10 Things You Can't Be Asked at a Job Interview
Applying for a job can be a stressful pursuit as an applicant prepares answers to those predictable questions, and hopes that his research will help him stand out amongst the sea of eager applicants. Whether fresh out of college, or re-entering the workforce after a long hiatus from the nine to five grind, one way to prepare yourself for an interview is to know which questions you don't have to answer.
Drum roll please .... below are 10 Things You Can't Be Asked at a Job Interview:
- You have a unique look, what race are you? Although there is a fine line between an appropriate and inappropriate interview question, most employers are aware that making race a factor in the decision process is illegal. An employer can, however, inquire as to whether an international applicant is legally authorized to work in the United States on a full-time basis.
- So tell me, boyfriend or girlfriend ... or both? Simply put, the sexual preference of an applicant should have no bearing on whether he or she can perform the job.
- Do you have a bun in the oven, or planning on babies anytime soon? Women are often the target of illegal hiring questions. Questions pertaining to pregnancy, future childbearing plans, unwed motherhood, or child care are all illegal.
- Ever been to rehab? Questions relating to drugs or alcohol, although there are often company policies prohibiting these pastimes on the job, are not appropriate for interview questions. An employer can inquire into whether an applicant uses illegal drugs.
- Been to the hospital lately? Along the same thread as disability questions, there are privacy implications at play when questions concern medical history.
- We all get a little crazy sometimes, do you have any sort of mental illness you should warn me about? Aside from questions relating to mental disabilities being a privacy issue, this line of questioning is inappropriate for employers to ask.
- Not too interested in hiring someone with a disability, got any? Disability questions are off-limits, and a conversation concerning disabilities is illegal, unless prompted by the applicant.
- What are your thoughts on God? Questions concerning religion are best left at the pulpit, and an applicant is under no obligation to give a response.
- We're trying to keep costs down, have you ever filed a workers' compensation claim? Employees have the right to file for workers' compensation for job-related injuries, and this cannot serve to later limit an individual's ability to seek employment elsewhere.

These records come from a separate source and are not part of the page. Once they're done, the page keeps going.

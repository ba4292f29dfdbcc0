//! Append-only scan record store.
//!
//! All operations take the pool handle explicitly so callers (and tests)
//! control which database they hit. Ids are assigned by SQLite's
//! AUTOINCREMENT, which keeps them unique and monotonically increasing
//! under concurrent inserts; `created_at` is assigned here at insert time.

use chrono::Utc;
use sqlx::types::Json;
use sqlx::SqlitePool;

use crate::errors::AppError;
use crate::models::scan::{NewScan, ScanRecord, ThreatLevel};

/// Durably persist a new scan and return the stored record.
pub async fn insert(pool: &SqlitePool, scan: NewScan) -> Result<ScanRecord, AppError> {
    let record = sqlx::query_as::<_, ScanRecord>(
        r#"
        INSERT INTO scans (user_id, url, risk_score, threat_level, analysis, created_at)
        VALUES (?1, ?2, ?3, ?4, ?5, ?6)
        RETURNING id, user_id, url, risk_score, threat_level, analysis, created_at
        "#,
    )
    .bind(scan.user_id)
    .bind(&scan.url)
    .bind(scan.analysis.risk_score)
    .bind(scan.analysis.threat_level)
    .bind(Json(&scan.analysis))
    .bind(Utc::now())
    .fetch_one(pool)
    .await?;

    Ok(record)
}

/// Most recent scans, newest first. Ties on `created_at` fall back to id
/// order so same-instant inserts still have a stable ordering.
pub async fn recent(pool: &SqlitePool, limit: i64) -> Result<Vec<ScanRecord>, AppError> {
    let records = sqlx::query_as::<_, ScanRecord>(
        r#"
        SELECT id, user_id, url, risk_score, threat_level, analysis, created_at
        FROM scans
        ORDER BY created_at DESC, id DESC
        LIMIT ?1
        "#,
    )
    .bind(limit)
    .fetch_all(pool)
    .await?;

    Ok(records)
}

/// Most recent scans for one user, newest first.
pub async fn recent_for_user(
    pool: &SqlitePool,
    user_id: i64,
    limit: i64,
) -> Result<Vec<ScanRecord>, AppError> {
    let records = sqlx::query_as::<_, ScanRecord>(
        r#"
        SELECT id, user_id, url, risk_score, threat_level, analysis, created_at
        FROM scans
        WHERE user_id = ?1
        ORDER BY created_at DESC, id DESC
        LIMIT ?2
        "#,
    )
    .bind(user_id)
    .bind(limit)
    .fetch_all(pool)
    .await?;

    Ok(records)
}

/// Point lookup by id.
pub async fn get_by_id(pool: &SqlitePool, id: i64) -> Result<ScanRecord, AppError> {
    let record = sqlx::query_as::<_, ScanRecord>(
        r#"
        SELECT id, user_id, url, risk_score, threat_level, analysis, created_at
        FROM scans
        WHERE id = ?1
        "#,
    )
    .bind(id)
    .fetch_optional(pool)
    .await?;

    record.ok_or_else(|| AppError::NotFound(format!("scan {id} not found")))
}

/// Exact count of scans at the given threat level.
pub async fn count_by_level(pool: &SqlitePool, level: ThreatLevel) -> Result<i64, AppError> {
    let count = sqlx::query_scalar::<_, i64>("SELECT COUNT(*) FROM scans WHERE threat_level = ?1")
        .bind(level)
        .fetch_one(pool)
        .await?;

    Ok(count)
}
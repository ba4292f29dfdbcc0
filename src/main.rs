use std::net::{IpAddr, SocketAddr};
use std::sync::Arc;

use mimalloc::MiMalloc;
use securescan::analyzer::gemini::GeminiAnalyzer;
use securescan::config::AppConfig;
use securescan::{db, routes, AppState};
use tracing_subscriber::{layer::SubscriberExt, util::SubscriberInitExt, EnvFilter};

// M-MIMALLOC-APP: Use mimalloc as global allocator for improved performance.
#[global_allocator]
static GLOBAL: MiMalloc = MiMalloc;

#[tokio::main]
async fn main() -> anyhow::Result<()> {
    dotenvy::dotenv().ok();

    tracing_subscriber::registry()
        .with(
            EnvFilter::try_from_default_env()
                .unwrap_or_else(|_| "securescan=debug,tower_http=debug".into()),
        )
        .with(tracing_subscriber::fmt::layer().json())
        .init();

    let config = AppConfig::from_env().expect("Failed to load configuration");

    let pool = db::create_pool(&config.database_url, config.database_max_connections).await?;
    db::run_migrations(&pool).await?;

    let analyzer = Arc::new(GeminiAnalyzer::new(&config)?);

    let addr = SocketAddr::from((config.host.parse::<IpAddr>()?, config.port));
    tracing::info!(host = %addr, "Starting SecureScan API server");

    let app = routes::router(AppState {
        db: pool,
        config: config.clone(),
        analyzer,
    });

    let listener = tokio::net::TcpListener::bind(addr).await?;
    axum::serve(listener, app).await?;

    Ok(())
}
//! Deterministic offline analyzer for tests and seeding.
//!
//! Scores are derived purely from the URL text: known marker substrings map
//! to fixed Suspicious/Malicious scores, anything else hashes into the Safe
//! band. The same URL always produces the same payload, so the risk model,
//! store, and HTTP surface can be exercised with no external dependency.

use std::collections::BTreeMap;

use async_trait::async_trait;

use crate::analyzer::UrlAnalyzer;
use crate::errors::AppError;
use crate::models::scan::{Breakdown, RawAnalysis};
use crate::services::risk::{threat_level_for, RiskWeights};

const MALICIOUS_MARKERS: &[&str] = &["malware", "phish", "verify-account", ".ru/", ".tk/"];
const SUSPICIOUS_MARKERS: &[&str] = &["login", "free", "click", "update", "bit.ly"];

const MALICIOUS_SCORE: i64 = 95;
const SUSPICIOUS_SCORE: i64 = 55;

pub struct StubAnalyzer;

impl StubAnalyzer {
    fn score_for(url: &str) -> i64 {
        let lower = url.to_lowercase();
        // Marker matching also covers bare TLD suffixes like "bad.ru".
        let probe = format!("{}/", lower.trim_end_matches('/'));
        if MALICIOUS_MARKERS.iter().any(|m| probe.contains(m)) {
            MALICIOUS_SCORE
        } else if SUSPICIOUS_MARKERS.iter().any(|m| probe.contains(m)) {
            SUSPICIOUS_SCORE
        } else {
            let sum: u32 = lower.bytes().map(u32::from).sum();
            i64::from(sum % 25)
        }
    }
}

#[async_trait]
impl UrlAnalyzer for StubAnalyzer {
    async fn analyze(&self, url: &str) -> Result<RawAnalysis, AppError> {
        let score = Self::score_for(url);
        let level = threat_level_for(score);
        let w = RiskWeights::default();
        let s = score as f64;

        let mut checks = BTreeMap::new();
        for (name, detail) in [
            ("dns_lookup", "resolved"),
            ("whois_data", "registrar on record"),
            ("ssl_status", "certificate inspected"),
            ("blacklist_check", "cross-referenced"),
            ("phishing_check", "heuristics applied"),
            ("redirect_analysis", "chain followed"),
            ("malware_signature", "no match"),
            ("ip_reputation", "reputation queried"),
            ("suspicious_keywords", "tokens scanned"),
            ("homograph_detection", "no confusables"),
        ] {
            checks.insert(name.to_string(), detail.to_string());
        }

        Ok(RawAnalysis {
            risk_score: Some(score),
            threat_level: Some(level.to_string()),
            breakdown: Breakdown {
                blacklist: s * w.blacklist,
                domain_age: s * w.domain_age,
                ssl_validity: s * w.ssl_validity,
                redirect_chain: s * w.redirect_chain,
                ip_reputation: s * w.ip_reputation,
                phishing_indicators: s * w.phishing_indicators,
            },
            checks,
            recommendations: vec![format!("Treat {url} as {level}")],
            summary: format!("Deterministic verdict for {url}: {level} ({score}/100)"),
        })
    }

    fn name(&self) -> &'static str {
        "stub"
    }
}

#[cfg(test)]
mod tests {
    use super::*;
    use crate::models::scan::ThreatLevel;

    #[tokio::test]
    async fn same_url_yields_same_payload() {
        let a = StubAnalyzer.analyze("https://example.com").await.unwrap();
        let b = StubAnalyzer.analyze("https://example.com").await.unwrap();
        assert_eq!(a.risk_score, b.risk_score);
        assert_eq!(a.summary, b.summary);
    }

    #[tokio::test]
    async fn marker_urls_map_to_fixed_bands() {
        let malicious = StubAnalyzer
            .analyze("http://phish-verify-account.ru/update")
            .await
            .unwrap();
        assert_eq!(malicious.risk_score, Some(MALICIOUS_SCORE));
        assert_eq!(malicious.threat_level.as_deref(), Some("Malicious"));

        let suspicious = StubAnalyzer
            .analyze("http://login-update.net")
            .await
            .unwrap();
        assert_eq!(suspicious.risk_score, Some(SUSPICIOUS_SCORE));
    }

    #[tokio::test]
    async fn unmarked_urls_land_in_safe_band() {
        let raw = StubAnalyzer.analyze("https://good-site.com").await.unwrap();
        let score = raw.risk_score.unwrap();
        assert!((0..=24).contains(&score));
        assert_eq!(threat_level_for(score), ThreatLevel::Safe);
    }

    #[tokio::test]
    async fn payload_carries_all_named_checks() {
        let raw = StubAnalyzer.analyze("https://good-site.com").await.unwrap();
        assert_eq!(raw.checks.len(), 10);
        assert!(raw.checks.contains_key("homograph_detection"));
        assert_eq!(raw.recommendations.len(), 1);
    }
}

- How old are you? Unless the employer is trying to discern whether you are legally an adult, questions relating to age place the employer in the realm of age discrimination.
Sadly, asking an applicant their greatest weakness is fair game, as are any other clever way to discover if an applicant has the skills and personality to fit with a company's culture. But, any question aimed at an individual's personal attributes, orientation, or personal background is not only off-limits, but illegal. As a job-seeker, confronting an illegal interview question can be uncomfortable, if not downright awkward to address; but the bottom line is that you do not have to answer them, and can tell the employer that their line of questioning is illegal or report the company to a local Equal Employment Opportunity office.